I think you could ethically make a small profit for your for-profit arm. But as you go substantially above $17 per hour, you are increasingly disregarding the interests of the underprivileged, increasingly prioritizing your own financial gain, and increasingly positioning yourself at odds with the donors to your non-profit (who are donating, presumably, because they care about the underprivileged and not because they want to increase your firm's earnings). I don't think there is a sharp line here (though I assume the law draws one somewhere as a constraint on 501c3 status). But it's very clear that you would not be acting ethically if you charged your non-profit a higher price for your service than you are charging more well-heeled customers.

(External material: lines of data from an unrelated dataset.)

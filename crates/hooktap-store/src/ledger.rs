//! Bounded, newest-first history of captured calls.
//!
//! Every append assigns a strictly increasing sequence number and, while the
//! write lock is still held, publishes the stored record on the fan-out feed.
//! The feed therefore carries records in exactly the order they were
//! appended, and a snapshot's high-water mark tells a late subscriber which
//! feed items it has already seen.

use std::collections::VecDeque;
use std::sync::Arc;

use hooktap_core::CanonicalRecord;
use parking_lot::RwLock;
use tokio::sync::mpsc;
use tracing::{debug, warn};

/// Maximum number of records the ledger retains.
pub const LEDGER_CAPACITY: usize = 100;

/// A ledger slot: the shared record plus its append sequence number.
#[derive(Clone, Debug)]
pub struct StoredRecord {
    /// Sequence number, starting at 1.
    pub seq: u64,
    /// The immutable record.
    pub record: Arc<CanonicalRecord>,
}

struct LedgerInner {
    records: VecDeque<StoredRecord>,
    next_seq: u64,
    feed: Option<mpsc::UnboundedSender<StoredRecord>>,
}

/// Concurrent request ledger.
///
/// One writer at a time, any number of concurrent readers.
pub struct Ledger {
    inner: RwLock<LedgerInner>,
}

impl Default for Ledger {
    fn default() -> Self {
        Self::new()
    }
}

impl Ledger {
    /// Create an empty ledger with no fan-out feed.
    pub fn new() -> Self {
        Self {
            inner: RwLock::new(LedgerInner {
                records: VecDeque::with_capacity(LEDGER_CAPACITY),
                next_seq: 1,
                feed: None,
            }),
        }
    }

    /// Open the fan-out feed.
    ///
    /// There is a single feed; calling this again replaces the previous
    /// sender, and the old receiver sees its channel close.
    pub fn subscribe(&self) -> mpsc::UnboundedReceiver<StoredRecord> {
        let (tx, rx) = mpsc::unbounded_channel();
        self.inner.write().feed = Some(tx);
        rx
    }

    /// Insert `record` at the head, evicting the oldest beyond capacity.
    ///
    /// Returns without waiting for any consumer of the feed.
    pub fn append(&self, record: CanonicalRecord) -> StoredRecord {
        let mut inner = self.inner.write();

        let stored = StoredRecord {
            seq: inner.next_seq,
            record: Arc::new(record),
        };
        inner.next_seq += 1;

        inner.records.push_front(stored.clone());
        if inner.records.len() > LEDGER_CAPACITY {
            if let Some(evicted) = inner.records.pop_back() {
                debug!(record_id = %evicted.record.id, seq = evicted.seq, "ledger evicted oldest record");
            }
        }

        let feed_closed = inner
            .feed
            .as_ref()
            .is_some_and(|feed| feed.send(stored.clone()).is_err());
        if feed_closed {
            warn!("ledger feed receiver dropped, fan-out disabled");
            inner.feed = None;
        }

        stored
    }

    /// Point-in-time copy of the history, newest first.
    pub fn snapshot(&self) -> LedgerSnapshot {
        let inner = self.inner.read();
        LedgerSnapshot {
            records: inner.records.iter().cloned().collect(),
        }
    }

    /// Number of records currently held.
    pub fn len(&self) -> usize {
        self.inner.read().records.len()
    }

    /// Whether the ledger is empty.
    pub fn is_empty(&self) -> bool {
        self.inner.read().records.is_empty()
    }

    /// Fixed retention limit.
    pub fn capacity(&self) -> usize {
        LEDGER_CAPACITY
    }
}

/// Immutable copy of the ledger taken by [`Ledger::snapshot`].
#[derive(Clone, Debug, Default)]
pub struct LedgerSnapshot {
    records: Vec<StoredRecord>,
}

impl LedgerSnapshot {
    /// Records newest first.
    pub fn iter(&self) -> impl Iterator<Item = &StoredRecord> {
        self.records.iter()
    }

    /// Records oldest first.
    pub fn chronological(&self) -> impl Iterator<Item = &StoredRecord> {
        self.records.iter().rev()
    }

    /// Shared records newest first.
    pub fn records(&self) -> Vec<Arc<CanonicalRecord>> {
        self.records.iter().map(|s| Arc::clone(&s.record)).collect()
    }

    /// Highest sequence number in the snapshot, or 0 when empty.
    pub fn high_water(&self) -> u64 {
        self.records.first().map_or(0, |s| s.seq)
    }

    /// Number of records.
    pub fn len(&self) -> usize {
        self.records.len()
    }

    /// Whether the snapshot is empty.
    pub fn is_empty(&self) -> bool {
        self.records.is_empty()
    }
}

// ─────────────────────────────────────────────────────────────────────────────
// Tests
// ─────────────────────────────────────────────────────────────────────────────
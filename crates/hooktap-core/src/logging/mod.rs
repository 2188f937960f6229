//! Structured logging with `tracing`.
//!
//! [`init_subscriber`] installs a compact human-readable formatter on stderr;
//! [`init_json_subscriber`] installs newline-delimited JSON for log shippers.
//! Both honour `RUST_LOG` over the configured level. [`capture_logs`] is for
//! asserting on emitted events in tests.

pub mod test_utils;

pub use test_utils::{CapturedLogs, capture_logs};

use tracing_subscriber::EnvFilter;

/// Output format for the global subscriber.
#[derive(Clone, Copy, Debug, Default, PartialEq, Eq)]
pub enum LogFormat {
    /// Compact single-line text.
    #[default]
    Compact,
    /// One JSON object per event.
    Json,
}

impl LogFormat {
    /// Parse a format name (`compact`, `text`, `json`), case-insensitively.
    pub fn parse(s: &str) -> Option<Self> {
        match s.trim().to_ascii_lowercase().as_str() {
            "compact" | "text" => Some(Self::Compact),
            "json" => Some(Self::Json),
            _ => None,
        }
    }
}

fn env_filter(level: &str) -> EnvFilter {
    EnvFilter::try_from_default_env().unwrap_or_else(|_| EnvFilter::new(level))
}

/// Initialize the global tracing subscriber with compact stderr output.
///
/// Call once at startup. Later calls are no-ops.
pub fn init_subscriber(level: &str) {
    let subscriber = tracing_subscriber::fmt()
        .with_env_filter(env_filter(level))
        .with_target(true)
        .with_writer(std::io::stderr)
        .compact();

    let _ = subscriber.try_init();
}

/// Initialize the global tracing subscriber with JSON stderr output.
pub fn init_json_subscriber(level: &str) {
    let subscriber = tracing_subscriber::fmt()
        .with_env_filter(env_filter(level))
        .with_target(true)
        .with_writer(std::io::stderr)
        .json()
        .with_current_span(false);

    let _ = subscriber.try_init();
}

/// Initialize the global subscriber in the given format.
pub fn init(level: &str, format: LogFormat) {
    match format {
        LogFormat::Compact => init_subscriber(level),
        LogFormat::Json => init_json_subscriber(level),
    }
}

Things become less neat when you provide the service yourself. In this case, there is no salient break-even point. In this case, you should charge your reservation price or a little less. The reservation price is the lowest amount you would accept for your time from an ordinary customer on the assumption that no one else would ever know of the transaction (so it wouldn't affect what others are willing to pay). If, under this condition, you would serve an ordinary customer for $20 an hour, then you should charge your non-profit arm about this much -- or perhaps a little less so that, alongside the donors to your non-profit, you also make a bit of a sacrifice for the underprivileged.

Just to be very clear, none of the above is meant to address the legal requirements applicable to 501c3 non-profit organizations.